Reduces feedback overhead in 5G codebook adaptation

Achieves rapid convergence and lower loss compared to traditional models

Accurately identifies channel types under various conditions

Abstract

With the burgeon deployment of the fifth-generation new radio (5G NR) networks, the codebook plays a crucial role in enabling the base station (BS) to acquire the channel state information (CSI). Different 5G NR codebooks incur varying overheads and exhibit performance disparities under diverse channel conditions, necessitating codebook adaptation based on channel conditions to reduce feedback overhead while enhancing performance. However, existing methods of 5G NR codebooks adaptation require significant overhead for model training and feedback or fall short in performance. To address these limitations, this letter introduces a federated reservoir computing framework designed for efficient codebook adaptation in computationally and feedback resource-constrained mobile devices.

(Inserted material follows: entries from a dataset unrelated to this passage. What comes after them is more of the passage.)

//! `twlayout list`, `twlayout show` and `twlayout export`.

use std::path::Path;

use anyhow::{bail, Context, Result};
use twlayout_core::{Catalog, Layout, LayoutEngine};
use twlayout_targets::PlatformProfile;
use twlayout_verify::OracleSnapshot;

use super::{load_catalog, resolve_profile};
use crate::TargetArgs;

/// List every typedef and record in the catalog.
pub fn list(args: &TargetArgs) -> Result<()> {
    let profile = resolve_profile(args)?;
    let catalog = load_catalog(args, &profile)?;
    print!("{}", listing(&catalog, &profile)?);
    Ok(())
}

/// Show the layout of a single type.
pub fn show(args: &TargetArgs, name: &str, format: Option<&str>) -> Result<()> {
    let profile = resolve_profile(args)?;
    let catalog = load_catalog(args, &profile)?;
    let mut engine = LayoutEngine::new(&profile, &catalog);

    if let Some(td) = catalog.typedef(name) {
        let shape = engine.field_shape(&td.name, &td.name, &td.ty)?;
        match format {
            None | Some("text") => {
                println!("{} = {} ({} bytes, align {})", td.name, td.ty, shape.size, shape.align)
            }
            Some("json") => println!(
                "{}",
                serde_json::to_string_pretty(&serde_json::json!({
                    "name": td.name,
                    "type": td.ty.to_string(),
                    "size": shape.size,
                    "align": shape.align,
                }))?
            ),
            Some(other) => bail!("unknown format '{other}' (expected text or json)"),
        }
        return Ok(());
    }

    let layout = engine.layout_of(name)?;
    match format {
        None | Some("text") => print!("{}", render(&layout, &profile)),
        Some("json") => println!("{}", serde_json::to_string_pretty(&layout)?),
        Some(other) => bail!("unknown format '{other}' (expected text or json)"),
    }
    Ok(())
}

/// Export every layout as an oracle snapshot.
pub fn export(args: &TargetArgs, output: Option<&Path>) -> Result<()> {
    let profile = resolve_profile(args)?;
    let catalog = load_catalog(args, &profile)?;
    let json = OracleSnapshot::from_layouts(&catalog, &profile)?.to_json()?;
    match output {
        Some(path) => {
            std::fs::write(path, json).with_context(|| format!("writing {}", path.display()))?;
            println!("Exported {} layouts to {}", catalog.len(), path.display());
        }
        None => println!("{json}"),
    }
    Ok(())
}

fn listing(catalog: &Catalog, profile: &PlatformProfile) -> Result<String> {
    let mut engine = LayoutEngine::new(profile, catalog);
    let mut out = format!("Types on {profile}:\n\n");

    out.push_str(&format!("Typedefs ({}):\n", catalog.typedefs().len()));
    for td in catalog.typedefs() {
        let shape = engine.field_shape(&td.name, &td.name, &td.ty)?;
        out.push_str(&format!("  {:<25} {:>5}  {}\n", td.name, shape.size, td.ty));
    }

    out.push_str(&format!("\nRecords ({}):\n", catalog.len()));
    for d in catalog.types() {
        let layout = engine.layout_of(&d.name)?;
        out.push_str(&format!(
            "  {:<25} {:>5}  {} fields\n",
            d.name,
            layout.size,
            d.fields.len()
        ));
    }
    out.push_str("\nUse 'twlayout show <name>' for details.\n");
    Ok(out)
}

fn render(layout: &Layout, profile: &PlatformProfile) -> String {
    let mut out = format!("=== {} on {profile} ===\n", layout.type_name);
    out.push_str(&format!("Size: {} bytes, align {}\n\n", layout.size, layout.align));
    out.push_str("  offset   size  align  field\n");
    for f in &layout.fields {
        let name = match &f.parent {
            Some(parent) => format!("  {}  (in {parent})", f.name),
            None => f.name.clone(),
        };
        out.push_str(&format!(
            "  {:>6} {:>6} {:>6}  {name}\n",
            f.offset, f.size, f.align
        ));
    }
    out
}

This framework utilizes a novel series of indicators as input training data, striking an effective balance between performance and feedback overhead. Compared to conventional models, the proposed codebook adaptation via federated reservoir computing (CA-FedRC), achieves rapid convergence and significant loss reduction in both speed and accuracy. Extensive simulations under various channel conditions demonstrate that our algorithm not only reduces resource consumption of users but also accurately identifies channel types, thereby optimizing the trade-off between spectrum efficiency, computational complexity, and feedback overhead.